Leveraging cancer mutation data to predict the pathogenicity of germline missense variants

Bushra Haque; David Cheerie; Amy Pan; Meredith Curtis; Thomas Nalpathamkalam; Jimmy Nguyen; Celine Salhab; Bhooma Thiruvahindrapura; Jade Zhang; Madeline Couse; Taila Hartley; Michelle M. Morrow; E Magda Price; Susan Walker; David Malkin; Frederick P. Roth; Gregory Costain

doi:10.1101/2024.03.11.24304106

ABSTRACT

Innovative and easy-to-implement strategies are needed to improve the pathogenicity assessment of rare germline missense variants. Somatic cancer driver mutations identified through large-scale tumor sequencing studies often impact genes that are also associated with rare Mendelian disorders. The use of cancer mutation data to aid in the interpretation of germline missense variants, regardless of whether the gene is associated with a hereditary cancer predisposition syndrome or a non-cancer-related developmental disorder, has not been systematically assessed. We extracted putative cancer driver missense mutations from the Cancer Hotspots database and annotated them as germline variants, including presence/absence and classification in ClinVar. We trained two supervised learning models (logistic regression and random forest) to predict variant classifications of germline missense variants in ClinVar using Cancer Hotspot data (training dataset). The performance of each model was evaluated with an independent test dataset generated in part from searching public and private genome-wide sequencing datasets from ∼1.5 million individuals. Of the 2,447 cancer mutations, 691 corresponding germline variants had been previously classified in ClinVar: 426 (61.6%) as likely pathogenic/pathogenic, 261 (37.8%) as uncertain significance, and 4 (0.6%) as likely benign/benign. The odds ratio for a likely pathogenic/pathogenic classification in ClinVar was 28.3 (95% confidence interval: 24.2-33.1, p < 0.001), compared with all other germline missense variants in the same 216 genes. Both supervised learning models showed high correlation with pathogenicity assessments in the training dataset. There was high area under precision-recall curve values of 0.847 and 0.829 for logistic regression and random forest models, respectively, when applied to the test dataset. With the use of cancer and germline datasets and supervised learning techniques, our study shows that cancer mutation data can be leveraged to improve the interpretation of germline missense variation potentially causing rare Mendelian disorders.

AUTHOR SUMMARY Our study introduces an approach to improve the interpretation of rare genetic variation, specifically missense variants that can alter proteins and cause disease. We found that published evidence from somatic cancer sequencing studies may be relevant to understanding the impact of the same variant in the context of rare inherited (Mendelian) disorders. By using widely available datasets, we noted that many cancer driver mutations have also been observed as rare germline variants associated with inherited disorders. This intersection led us to employ machine learning techniques to assess how cancer mutation data can predict the pathogenicity of germline variants. We trained machine learning models and tested them on a separate dataset curated by searching public and private genome-wide sequencing data from over a million participants. Our models were able to successfully identify pathogenic genetic changes, demonstrating strong performance in predicting disease-causing variants. This study highlights that cancer mutation data can enhance the interpretation of rare missense variants, aiding in the diagnosis and understanding of rare diseases. Integrating this approach into current genetic classification frameworks could be beneficial, and opens new avenues for leveraging existing cancer research to benefit broader genetic research and diagnostics for rare genetic conditions.

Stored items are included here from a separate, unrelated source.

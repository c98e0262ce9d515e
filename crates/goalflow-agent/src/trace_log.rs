use std::collections::HashMap;
use std::path::PathBuf;
use std::time::Duration;

use chrono::Utc;
use serde::Serialize;
use tokio::io::AsyncWriteExt;
use tokio::sync::mpsc;
use tokio::task::JoinHandle;
use tokio::time::{Instant, MissedTickBehavior};
use tracing::{debug, error, info};

use crate::graph::StepInterceptor;
use crate::state::RunState;

/// JSONL trace of every run, one file per run id.
///
/// Hooks only enqueue entries; a background task owns the files and writes
/// one JSON object per line, flushing after each so a crash leaves every
/// earlier line intact. A run's file is closed on its `run_finished` entry,
/// or once it has been idle for a while, which covers runs dropped mid-way.
/// The writer task ends once every `TraceLog` clone has been dropped.
#[derive(Clone)]
pub struct TraceLog {
    tx: mpsc::UnboundedSender<TraceEntry>,
}

#[derive(Debug, Serialize)]
struct TraceEntry {
    timestamp: String,
    run_id: String,
    event: &'static str,
    #[serde(skip_serializing_if = "Option::is_none")]
    step: Option<String>,
    attempt: u32,
    #[serde(skip_serializing_if = "Option::is_none")]
    elapsed_ms: Option<u64>,
    #[serde(skip_serializing_if = "Option::is_none")]
    detail: Option<serde_json::Value>,
}

impl TraceEntry {
    fn new(event: &'static str, state: &RunState) -> Self {
        Self {
            timestamp: Utc::now().to_rfc3339(),
            run_id: state.run_id().to_string(),
            event,
            step: None,
            attempt: state.attempts(),
            elapsed_ms: None,
            detail: None,
        }
    }
}

impl TraceLog {
    /// Start the writer task. Files land in `{dir}/{run_id}.jsonl`.
    ///
    /// Must be called from inside a tokio runtime. Await the handle after
    /// dropping every clone to be sure the last lines are on disk.
    pub fn spawn(dir: impl Into<PathBuf>) -> (Self, JoinHandle<()>) {
        Self::spawn_with_idle(dir, DEFAULT_IDLE_CLOSE)
    }

    /// Like [`TraceLog::spawn`], closing files of runs that have been silent
    /// for `idle`. A later entry for such a run reopens its file in append mode.
    pub fn spawn_with_idle(dir: impl Into<PathBuf>, idle: Duration) -> (Self, JoinHandle<()>) {
        let (tx, rx) = mpsc::unbounded_channel();
        let handle = tokio::spawn(write_loop(dir.into(), rx, idle));
        (Self { tx }, handle)
    }

    fn send(&self, entry: TraceEntry) {
        if self.tx.send(entry).is_err() {
            debug!("Trace writer gone, dropping entry");
        }
    }
}

/// How long a run may go without entries before its file is closed.
pub const DEFAULT_IDLE_CLOSE: Duration = Duration::from_secs(300);

/// Runs whose last entry is older than `idle`.
fn idle_runs(last_seen: &HashMap<String, Instant>, now: Instant, idle: Duration) -> Vec<String> {
    last_seen
        .iter()
        .filter(|(_, seen)| now.saturating_duration_since(**seen) >= idle)
        .map(|(run_id, _)| run_id.clone())
        .collect()
}

async fn open(dir: &std::path::Path, run_id: &str) -> std::io::Result<tokio::io::BufWriter<tokio::fs::File>> {
    let path = dir.join(format!("{}.jsonl", run_id));
    let file = tokio::fs::OpenOptions::new()
        .create(true)
        .append(true)
        .open(&path)
        .await?;
    debug!(path = %path.display(), "Opened trace file");
    Ok(tokio::io::BufWriter::new(file))
}

async fn write_loop(dir: PathBuf, mut rx: mpsc::UnboundedReceiver<TraceEntry>, idle: Duration) {
    if let Err(e) = tokio::fs::create_dir_all(&dir).await {
        error!(error = %e, dir = %dir.display(), "Failed to create trace directory");
        return;
    }
    info!(dir = %dir.display(), "Trace log started");

    let mut files: HashMap<String, tokio::io::BufWriter<tokio::fs::File>> = HashMap::new();
    let mut last_seen: HashMap<String, Instant> = HashMap::new();
    let mut sweep = tokio::time::interval(idle.max(Duration::from_millis(10)));
    sweep.set_missed_tick_behavior(MissedTickBehavior::Delay);

    loop {
        let entry = tokio::select! {
            received = rx.recv() => match received {
                Some(entry) => entry,
                None => break,
            },
            _ = sweep.tick() => {
                for run_id in idle_runs(&last_seen, Instant::now(), idle) {
                    last_seen.remove(&run_id);
                    if let Some(mut writer) = files.remove(&run_id) {
                        writer.flush().await.ok();
                        debug!(run_id = %run_id, "Closed idle trace file");
                    }
                }
                continue;
            }
        };
        let finished = entry.event == "run_finished";

        if !files.contains_key(&entry.run_id) {
            match open(&dir, &entry.run_id).await {
                Ok(writer) => {
                    files.insert(entry.run_id.clone(), writer);
                }
                Err(e) => {
                    error!(error = %e, run_id = %entry.run_id, "Failed to open trace file");
                    continue;
                }
            }
        }
        let Some(writer) = files.get_mut(&entry.run_id) else {
            continue;
        };

        if let Ok(json) = serde_json::to_string(&entry) {
            let line = format!("{}\n", json);
            if let Err(e) = writer.write_all(line.as_bytes()).await {
                error!(error = %e, "Failed to write trace entry");
            } else if let Err(e) = writer.flush().await {
                error!(error = %e, "Failed to flush trace");
            }
        }

        if finished {
            files.remove(&entry.run_id);
            last_seen.remove(&entry.run_id);
        } else {
            last_seen.insert(entry.run_id, Instant::now());
        }
    }

    for (_, mut writer) in files {
        writer.flush().await.ok();
    }
    debug!("Trace log finished");
}

impl StepInterceptor for TraceLog {
    fn run_started(&self, state: &RunState) {
        let mut entry = TraceEntry::new("run_started", state);
        entry.detail = Some(serde_json::json!({
            "goal": state.goal(),
            "max_attempts": state.max_attempts(),
        }));
        self.send(entry);
    }

    fn before(&self, step: &str, state: &RunState) {
        let mut entry = TraceEntry::new("step_started", state);
        entry.step = Some(step.to_string());
        self.send(entry);
    }

    fn after(&self, step: &str, state: &RunState, elapsed: Duration) {
        let mut entry = TraceEntry::new("step_finished", state);
        entry.step = Some(step.to_string());
        entry.elapsed_ms = Some(elapsed.as_millis() as u64);
        entry.detail = Some(serde_json::json!({
            "tool": state.selected_tool,
            "has_result": state.result.is_some(),
            "errors": state.errors().len(),
            "accepted": state.accepted(),
        }));
        self.send(entry);
    }

    fn run_finished(&self, state: &RunState) {
        let mut entry = TraceEntry::new("run_finished", state);
        entry.detail = Some(serde_json::json!({
            "accepted": state.accepted(),
            "tool": state.selected_tool,
            "errors": state.errors(),
        }));
        self.send(entry);
    }
}

#[cfg(test)]
mod tests {
    use super::*;
    use crate::state::ErrorKind;

    #[tokio::test]
    async fn writes_one_line_per_event() {
        let dir = tempfile::tempdir().unwrap();
        let (log, handle) = TraceLog::spawn(dir.path());

        let mut state = RunState::new("2+2", 2);
        log.run_started(&state);
        log.before("plan", &state);
        log.after("plan", &state, Duration::from_millis(3));
        state.push_error(ErrorKind::Handler, "boom");
        log.run_finished(&state);
        drop(log);
        handle.await.unwrap();

        let path = dir.path().join(format!("{}.jsonl", state.run_id()));
        let content = std::fs::read_to_string(path).unwrap();
        let lines: Vec<serde_json::Value> = content
            .lines()
            .map(|l| serde_json::from_str(l).unwrap())
            .collect();

        assert_eq!(lines.len(), 4);
        assert_eq!(lines[0]["event"], "run_started");
        assert_eq!(lines[0]["detail"]["goal"], "2+2");
        assert_eq!(lines[1]["step"], "plan");
        assert_eq!(lines[2]["elapsed_ms"], 3);
        assert_eq!(lines[3]["event"], "run_finished");
        assert_eq!(lines[3]["detail"]["errors"][0]["message"], "boom");
    }

    #[test]
    fn idle_runs_are_picked_by_age() {
        let start = Instant::now();
        let now = start + Duration::from_secs(600);
        let mut last_seen = HashMap::new();
        last_seen.insert("stale".to_string(), start);
        last_seen.insert("fresh".to_string(), start + Duration::from_secs(595));

        let idle = idle_runs(&last_seen, now, Duration::from_secs(300));
        assert_eq!(idle, vec!["stale".to_string()]);
        assert!(idle_runs(&last_seen, now, Duration::from_secs(3600)).is_empty());
    }

    #[tokio::test]
    async fn abandoned_run_is_closed_and_reopened_for_append() {
        let dir = tempfile::tempdir().unwrap();
        let (log, handle) = TraceLog::spawn_with_idle(dir.path(), Duration::from_millis(20));

        // A run whose future was dropped never sends run_finished.
        let state = RunState::new("2+2", 1);
        log.run_started(&state);
        log.before("plan", &state);
        tokio::time::sleep(Duration::from_millis(120)).await;
        log.after("plan", &state, Duration::from_millis(1));
        drop(log);
        handle.await.unwrap();

        let path = dir.path().join(format!("{}.jsonl", state.run_id()));
        let content = std::fs::read_to_string(path).unwrap();
        let events: Vec<serde_json::Value> = content
            .lines()
            .map(|l| serde_json::from_str(l).unwrap())
            .collect();
        assert_eq!(events.len(), 3);
        assert_eq!(events[0]["event"], "run_started");
        assert_eq!(events[2]["event"], "step_finished");
    }

    #[tokio::test]
    async fn separate_runs_get_separate_files() {
        let dir = tempfile::tempdir().unwrap();
        let (log, handle) = TraceLog::spawn(dir.path());

        let a = RunState::new("a", 1);
        let b = RunState::new("b", 1);
        log.run_started(&a);
        log.run_started(&b);
        log.run_finished(&a);
        log.run_finished(&b);
        drop(log);
        handle.await.unwrap();

        assert!(dir.path().join(format!("{}.jsonl", a.run_id())).exists());
        assert!(dir.path().join(format!("{}.jsonl", b.run_id())).exists());
    }
}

Competing Interest Statement

SW is an employee of Genomics England Limited. MMM is an employee of GeneDx, LLC. The remaining authors have no potential conflicts of interest to declare.

Funding Statement

The study was funded by SickKids Research Institute, Canadian Institutes of Health Research, and the University of Toronto McLaughlin Centre. The funders had no role in the design and conduct of the study.

Author Declarations

I confirm all relevant ethical guidelines have been followed, and any necessary IRB and/or ethics committee approvals have been obtained.

Yes

The details of the IRB/oversight body that provided approval or exemption for the research described are given below:

The Research Ethics Board at the Hospital for Sick Children gave ethical approval for this secondary use data study. The Institutional Review Board of GeneDx gave ethical approval for the use of de-identified data from GeneDx and was assessed in accordance with an IRB-approved protocol (WIRB #20171030).

I confirm that all necessary patient/participant consent has been obtained and the appropriate institutional forms have been archived, and that any patient/participant/sample identifiers included were not known to anyone (e.g., hospital staff, patients or participants themselves) outside the research group so cannot be used to identify individuals.

Yes

I understand that all clinical trials and any other prospective interventional studies must be registered with an ICMJE-approved registry, such as ClinicalTrials.gov. I confirm that any such study reported in the manuscript has been registered and the trial registration ID is provided (note: if posting a prospective study registered retrospectively, please provide a statement in the trial ID field explaining why the study was not registered in advance).

Yes

I have followed all appropriate research reporting guidelines, such as any relevant EQUATOR Network research reporting checklist(s) and other pertinent material, if applicable.

Yes

LIST OF ABBREVIATIONS

The copyright holder for this preprint is the author/funder, who has granted medRxiv a license to display the preprint in perpetuity. It is made available under a CC-BY-NC-ND 4.0 International license.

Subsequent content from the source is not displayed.